Phase Three: Molecule Lifecycle Brief
14th Feb 2023
Supporting regulatory approval through high integrity processes and data
Reaching phase III clinical trials is a significant accomplishment for pharmaceutical organisations. And yet, only 25-30% of drug products progress past this phase.2 To maintain momentum and progress organisations must take care to ensure continued quality, safety and compliance during phase III, efficiently and effectively overcoming any potential issues before receiving commercial approval.
In addition, phase III is a critical time for organisations to start preparing for commercial-scale manufacturing. It is important to consider new drug application requirements and proactively plan ahead to ensure a seamless scale-up. The right outsourced partner is essential at this phase, particularly one that possesses a dynamic blend of manufacturing and regulatory expertise to support phase III requirements and prepare for your product’s new phase.
Below are some key areas that can present challenges for pharmaceutical and biotechnology organisations through phase III clinical trials:
Full-lifecycle continuity
During phase III, organisations must begin to proactively plan for commercial-scale manufacturing. At the same time, phase III offers the opportunity to make adjustments before a product reaches the market, including addressing inefficiencies in earlier stages and finding ways to overcome them. In order to navigate phase III seamlessly, look for a partner that has a comprehensive and proven understanding of the pharmaceutical product lifecycle—including full, commercial manufacture.

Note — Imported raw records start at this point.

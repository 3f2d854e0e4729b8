//! Check lifecycle logging with adaptive throttling
//!
//! A freshly observed check logs its lifecycle at `info` for its first few
//! runs, then only once every `logging_frequency` runs. In between, the same
//! lines go out at `debug`.

use tracing::{debug, error, info};

use crate::check::stats::RuntimeAggregate;
use crate::check::{CheckError, CheckId};
use crate::config::LoggingFrequency;
use crate::runner::store::StatsStore;

/// Number of initial runs that are always logged verbosely
pub const INITIAL_CHECK_LOGGING_SERIES_LIMIT: u64 = 5;

/// Outcome of [`should_log_check`]
#[derive(Debug, Clone, Copy, PartialEq, Eq)]
pub struct LogDecision {
    pub should_log: bool,
    /// Last run of the initial verbose series
    pub is_burst_end: bool,
}

/// Decide whether the lifecycle of `id` should be logged verbosely
///
/// Uses the run count recorded in the store, zero if the check has no stats yet.
pub fn should_log_check<A: RuntimeAggregate>(
    store: &StatsStore<A>,
    id: &CheckId,
    frequency: LoggingFrequency,
) -> LogDecision {
    let runs = store.stats(id).map_or(0, |stats| stats.total_runs());

    LogDecision {
        should_log: runs <= INITIAL_CHECK_LOGGING_SERIES_LIMIT || runs % frequency.get() == 0,
        is_burst_end: runs == INITIAL_CHECK_LOGGING_SERIES_LIMIT,
    }
}

/// Logs lifecycle lines for one check
pub struct CheckLogger<'a, A> {
    id: &'a CheckId,
    store: &'a StatsStore<A>,
    frequency: LoggingFrequency,
}

impl<'a, A: RuntimeAggregate> CheckLogger<'a, A> {
    pub fn new(id: &'a CheckId, store: &'a StatsStore<A>, frequency: LoggingFrequency) -> Self {
        Self {
            id,
            store,
            frequency,
        }
    }

    pub fn debug(&self, message: &str) {
        debug!(check = %self.id, "{message}");
    }

    pub fn error(&self, err: &CheckError) {
        error!(check = %self.id, "Error running check: {err}");
    }

    pub fn check_started(&self) {
        let decision = should_log_check(self.store, self.id, self.frequency);

        if decision.should_log {
            info!(check = %self.id, "Running check...");
        } else {
            debug!(check = %self.id, "Running check...");
        }
    }

    pub fn check_finished(&self) {
        let decision = should_log_check(self.store, self.id, self.frequency);

        let mut message = String::from("Done running check");
        if decision.is_burst_end {
            message.push_str(&format!(
                ", next runs will be logged every {} runs",
                self.frequency
            ));
        }

        if decision.should_log {
            info!(check = %self.id, "{message}");
        } else {
            debug!(check = %self.id, "{message}");
        }
    }
}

Balancing speed and quality
Part of the reason for high failure in phase III is a widespread tendency to rush into this phase upon success in phase II.2 While speed is critical, it is also exceedingly important to maintain high quality, safety and efficacy. It is imperative that organisations resist rushing into phase III without first addressing careful dosage selection, study design, data collection,2 and other key considerations that can risk approval if overlooked. The right partner can help you surface and address these considerations while maintaining momentum.
Scale-up challenges
Phase III trials involve significantly more individuals than phases I and II, and organisations must be prepared to manufacture their products at a larger scale to meet clinical supply requirements. This brings about additional safety and efficiency considerations that may not have surfaced in earlier phases. Make sure to identify a partner that can help you design safe and scalable processes early on, and ensure quality manufacturing at any scale.
NDA submission
After successful phase III trials, organisations are required to file a comprehensive New Drug Application (NDA) to begin commercial sales.3 This submission requires detailed information about the product, beginning with early phase development. In order to support a successful NDA submission, your outsourced partner must provide extensive regulatory expertise as well as a deep understanding of API development and manufacturing best practices.
At Sterling, we have supported leading pharmaceutical and biotechnology organisations through successful phase III clinical trials. We hold a strong track record of empowering our customers as they prepare to shift from clinical-scale manufacturing to full commercialisation. Most importantly, as a PDMO®, or partnership development and manufacturing organisation, we deliver the level of scientific collaboration needed to enhance our customers’ success at every stage.
Maximising success at every stage
Service
We pride ourselves on being easy to do business with, removing layers of complexity, maximising flexibility and adaptability to your requirements, and doing what we say we will do—again and again.
Passion
We promise to treat your molecule as our own, drive progress by continually exploring new and emerging capabilities, and do the right thing for people and planet.
Science
We combine our expertise in complex and hazardous chemistry, our world-class facilities, and our full lifecycle capabilities to place scientific excellence at the core of every solution we deliver.
At Sterling, we have the specialised teams, state-of-the art facilities and equipment, and extensive expertise to support our customers’ molecules through every stage of their journey to market—from early phase development through to full commercial manufacturing.
Here’s how we support our customers through phase III clinical trials:
With a deep knowledge of the full pharmaceutical lifecycle, we help our customers see phase III in the context of their entire programme. By continually refining and optimising processes throughout a project, as well as designing them to be safe and scalable in anticipation of large-scale manufacturing, we position our customers for success during phase III and beyond.
We understand the importance of speed on a product’s journey through clinical trials, but we also know that quality must always come first. Our team helps customers generate all of the necessary data for phase III trials, and we harness this data to support continued process optimisation and anticipate potential challenges along the way. As our customers enter phase III, we help them find an optimal balance between speed, quality and cost to maximise their chances of approval.
Our strengths and capabilities spanning the entire molecule lifecycle enable us to scale up our customers’ products while ensuring continued safety, quality and efficiency. We offer cGMP manufacturing expertise and the ability to support a wide range of manufacturing considerations, including milling, hazardous chemistry, continuous processing and more.
Our combination of analytical and regulatory expertise enables us to deliver all of the detail required to support successful NDA submissions. We harness deep familiarity with regulatory requirements around the world and process validation to compile comprehensive data and offer guidance for our customers. In addition, our CMC team can review data to draft the CMC portion of NDA submissions to make our customers’ lives easier.